Karl Polanyi & The Great Transformation

This process of commodification transforms agricultural production from a merely economic activity into a profound social and ecological fault line. Food no longer serves solely to meet basic human needs; it becomes one of the principal commodities through which profit motives are realized.

Economists and social theorists working within Polanyi’s intellectual tradition have further illuminated this process. Fred Block and Margaret Somers (2014) emphasize that market-centered systems are never truly “self-regulating”; rather, they require continuous state intervention to function. This reality is especially evident in food markets. For example, financial speculation often shapes grain prices more than harvest volumes (Clapp, 2014).

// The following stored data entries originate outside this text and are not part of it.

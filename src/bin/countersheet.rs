//! Command-line interface for countersheet
//!
//! Usage:
//!   countersheet layout `<data>` --template `<file>` [options]   - Parse and lay out, print the plan
//!   countersheet parse `<data>` [--template `<file>`] [options]  - Print the parsed counters

use clap::{value_parser, Arg, ArgAction, ArgMatches, Command};
use countersheet::config::{CounterSheetConfig, ExportConfig, Loader, OutputConfig, OutputFormat};
use countersheet::error::{Error, Result};
use countersheet::layout::{GeometryRenderer, LayoutPlan};
use countersheet::{datafile, parse_rows, Template};
use log::{LevelFilter, Log, Metadata, Record};
use serde::Serialize;
use std::fs;
use std::path::{Path, PathBuf};

struct StderrLogger {
    level: LevelFilter,
}

impl Log for StderrLogger {
    fn enabled(&self, metadata: &Metadata) -> bool {
        metadata.level() <= self.level
    }

    fn log(&self, record: &Record) {
        if self.enabled(record.metadata()) {
            eprintln!("[{}] {}", record.level().as_str().to_lowercase(), record.args());
        }
    }

    fn flush(&self) {}
}

fn init_logging(verbosity: u8) {
    let level = match verbosity {
        0 => LevelFilter::Warn,
        1 => LevelFilter::Info,
        2 => LevelFilter::Debug,
        _ => LevelFilter::Trace,
    };
    let logger = Box::new(StderrLogger { level });
    if log::set_boxed_logger(logger).is_ok() {
        log::set_max_level(level);
    }
}

fn cli() -> Command {
    let data = Arg::new("data")
        .help("Counter definition file (CSV, semicolon or tab separated)")
        .required(true)
        .index(1);
    let template = Arg::new("template")
        .long("template")
        .short('t')
        .help("Template catalog (JSON)")
        .value_parser(value_parser!(PathBuf));
    let config = Arg::new("config")
        .long("config")
        .short('c')
        .help("Configuration file layered over the defaults")
        .value_parser(value_parser!(PathBuf));
    let format = Arg::new("format")
        .long("format")
        .short('f')
        .help("Output format")
        .value_parser(["json", "yaml"]);

    Command::new("countersheet")
        .version(env!("CARGO_PKG_VERSION"))
        .about("Builds game counters from a definition file and tiles them onto sheets")
        .arg_required_else_help(true)
        .subcommand_required(true)
        .arg(
            Arg::new("verbose")
                .long("verbose")
                .short('v')
                .help("Log more (repeat for more detail)")
                .action(ArgAction::Count)
                .global(true),
        )
        .subcommand(
            Command::new("layout")
                .about("Parse the definition, lay the counters out and print the plan")
                .arg(data.clone())
                .arg(template.clone().required(true))
                .arg(
                    Arg::new("geometry")
                        .long("geometry")
                        .short('g')
                        .help("Part geometry as printed by `inkscape --query-all`")
                        .value_parser(value_parser!(PathBuf)),
                )
                .arg(config.clone())
                .arg(format.clone())
                .arg(
                    Arg::new("one-sided")
                        .long("one-sided")
                        .help("Place backs on the front sheets")
                        .action(ArgAction::SetTrue),
                )
                .arg(
                    Arg::new("registration-marks")
                        .long("registration-marks")
                        .help("Registration mark length")
                        .value_parser(value_parser!(f64)),
                )
                .arg(
                    Arg::new("spacing")
                        .long("spacing")
                        .help("Gap between counters")
                        .value_parser(value_parser!(f64)),
                ),
        )
        .subcommand(
            Command::new("parse")
                .about("Parse the definition and print the counters")
                .arg(data)
                .arg(template)
                .arg(config)
                .arg(format),
        )
}

fn main() {
    let matches = cli().get_matches();
    init_logging(matches.get_count("verbose"));

    let result = match matches.subcommand() {
        Some(("layout", sub)) => handle_layout_command(sub),
        Some(("parse", sub)) => handle_parse_command(sub),
        _ => unreachable!("a subcommand is required"),
    };
    if let Err(e) = result {
        eprintln!("error: {}", e);
        std::process::exit(1);
    }
}

fn home_dir() -> Option<PathBuf> {
    std::env::var_os("HOME").map(PathBuf::from)
}

fn load_template(path: Option<&PathBuf>) -> Result<Template> {
    match path {
        Some(path) => Ok(Template::from_path(path)?),
        None => Ok(Template::default()),
    }
}

fn read_definition(sub: &ArgMatches) -> Result<Vec<Vec<String>>> {
    let name = sub
        .get_one::<String>("data")
        .expect("data is a required argument");
    let path = datafile::locate(name, home_dir().as_deref())?;
    datafile::read_rows(&path)
}

/// Defaults layered with `--config` and `--format`.
fn config_loader(sub: &ArgMatches) -> Result<Loader> {
    let mut loader = Loader::new();
    if let Some(path) = sub.get_one::<PathBuf>("config") {
        loader = loader.with_file(path);
    }
    if let Some(format) = sub.get_one::<String>("format") {
        loader = loader.set_override("output.format", format.as_str())?;
    }
    Ok(loader)
}

fn load_layout_config(sub: &ArgMatches) -> Result<CounterSheetConfig> {
    let mut loader = config_loader(sub)?;
    if sub.get_flag("one-sided") {
        loader = loader.set_override("layout.one_sided", true)?;
    }
    if let Some(len) = sub.get_one::<f64>("registration-marks") {
        loader = loader.set_override("layout.registration_marks_len", *len)?;
    }
    if let Some(spacing) = sub.get_one::<f64>("spacing") {
        loader = loader.set_override("layout.spacing", *spacing)?;
    }
    Ok(loader.build()?)
}

fn merge_geometry(template: &mut Template, path: &Path) -> Result<()> {
    let source = fs::read_to_string(path).map_err(|source| Error::Io {
        path: path.to_path_buf(),
        source,
    })?;
    let merged = template.merge_query_all_source(&source);
    log::info!("merged geometry of {} elements", merged);
    Ok(())
}

#[derive(Serialize)]
struct LayoutOutput<'a> {
    #[serde(flatten)]
    plan: &'a LayoutPlan,
    export: &'a ExportConfig,
}

/// Handle the layout command
fn handle_layout_command(sub: &ArgMatches) -> Result<()> {
    let config = load_layout_config(sub)?;
    let mut template = load_template(sub.get_one::<PathBuf>("template"))?;
    if let Some(path) = sub.get_one::<PathBuf>("geometry") {
        merge_geometry(&mut template, path)?;
    }
    let rows = read_definition(sub)?;
    let mut parsed = parse_rows(&rows, &template)?;

    let settings = config.layout.settings(template.width);
    let boxes = template.boxes(settings.registration_marks_len);
    let mut renderer = GeometryRenderer::new(&template);
    let plan = countersheet::lay_out(&mut parsed.counters, &boxes, &settings, &mut renderer)?;

    let output = LayoutOutput {
        plan: &plan,
        export: &config.export,
    };
    print_output(&output, &config.output)
}

/// Handle the parse command
fn handle_parse_command(sub: &ArgMatches) -> Result<()> {
    let template = load_template(sub.get_one::<PathBuf>("template"))?;
    let rows = read_definition(sub)?;
    let parsed = parse_rows(&rows, &template)?;
    let config = config_loader(sub)?.build()?;
    print_output(&parsed, &config.output)
}

fn print_output<T: Serialize>(value: &T, output: &OutputConfig) -> Result<()> {
    let text = match (output.format, output.pretty) {
        (OutputFormat::Json, true) => serde_json::to_string_pretty(value)? + "\n",
        (OutputFormat::Json, false) => serde_json::to_string(value)? + "\n",
        (OutputFormat::Yaml, _) => serde_yaml::to_string(value)?,
    };
    print!("{}", text);
    Ok(())
}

Here we encounter one of the most destructive dimensions of the market society Polanyi foresaw: the bread of a society becomes tethered to the volatility of global financial markets. As financial capital plays an increasingly decisive role in determining global food prices, the very foundations of global food security are undermined.

This market logic also directly shapes the institutional framework that organizes contemporary dietary patterns. Nancy Fraser contends that neoliberalism restructures social reproduction processes—such as housing, healthcare, caregiving, and nutrition—based on market demands (Fraser, 2016). What is at stake, then, is not merely the marketization of production but the subordination of life itself to economic rationality.

The Ideology of Healthy Eating

Within this context, the ideology of “healthy eating” ceases to be a collective responsibility and becomes an individualized obligation, shaped and disciplined by market forces. The rising cost of healthy food, the mass production of cheap calories by fast-food chains, and restricted access to fresh food in low-income neighborhoods cannot be explained through individual choice. Polanyi described these conditions as structural indicators of the market’s coercive expansion into social life.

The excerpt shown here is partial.